# Your objective
Return, character for character, the lines from the one bearing "pub fn test_signer()" through the end of the material. Omit everything before that line.
>>>>>
use std::collections::BTreeMap;
use std::sync::Arc;

use rex_config::{AppConfig, LadderRung, PriorityFee};
use rex_schemas::{Pair, PriceBounds};
use solana_sdk::signature::Keypair;
use solana_sdk::signer::Signer;

pub fn sol_usdc() -> Pair {
    Pair {
        base_symbol: "SOL".to_string(),
        quote_symbol: "USDC".to_string(),
        base_mint: "So1111111111111111111111111111111111111111".to_string(),
        quote_mint: "EPjFWdd5AufqSSqeM2qN1xzybapC8G4wEGGkZwyTDt1v".to_string(),
        base_decimals: 9,
        quote_decimals: 6,
    }
}

pub fn jup_usdc() -> Pair {
    Pair {
        base_symbol: "JUP".to_string(),
        quote_symbol: "USDC".to_string(),
        base_mint: "JUPyiwrYJFskUPiHa7hkeR8VUtAeFoSYbKedZNsDvCN".to_string(),
        quote_mint: "EPjFWdd5AufqSSqeM2qN1xzybapC8G4wEGGkZwyTDt1v".to_string(),
        base_decimals: 6,
        quote_decimals: 6,
    }
}

/// A minimally valid config: one ladder rung, generous bounds, short
/// timeouts so tests don't wait on real clock time.
pub fn sample_config(pairs: Vec<Pair>) -> AppConfig {
    let mut bounds = BTreeMap::new();
    for p in &pairs {
        bounds.insert(p.identity(), PriceBounds { low: 0.0001, high: 10_000.0 });
    }

    AppConfig {
        wallet_address: "TestWallet1111111111111111111111111111111".to_string(),
        rpc_url: "http://localhost:8899".to_string(),
        aggregator_base_url: "http://localhost:9999".to_string(),
        price_primary_key: "test-key".to_string(),
        price_secondary_base_url: "http://localhost:9998".to_string(),
        pairs,
        bounds,
        tick_interval_s: 1,
        price_ttl_s: 30,
        confirm_timeout_s: 1,
        min_sol_reserve: 1.0,
        slippage_ladder: vec![
            LadderRung { slippage_bps: 50, priority_fee: PriorityFee::Auto },
            LadderRung { slippage_bps: 100, priority_fee: PriorityFee::Lamports(5_000) },
        ],
        max_slippage_bps: 200,
        failure_threshold: 4,
        failure_cooldown_s: 300,
        max_consecutive_errors: 5,
        reconcile_tolerance_pct: 0.10,
        max_price_impact_bps: 500,
        dry_run: true,
    }
}

pub fn test_audit_writer() -> rex_audit::AuditWriter {
    let path = std::env::temp_dir().join(format!("rex-testkit-{}.jsonl", uuid::Uuid::new_v4()));
    rex_audit::AuditWriter::new(path, true).expect("audit writer over a temp path always constructs")
}

pub fn test_signer() -> Arc<dyn Signer + Send + Sync> {
    Arc::new(Keypair::new())
}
<<<<<
# Task response
pub fn test_signer() -> Arc<dyn Signer + Send + Sync> {
    Arc::new(Keypair::new())
}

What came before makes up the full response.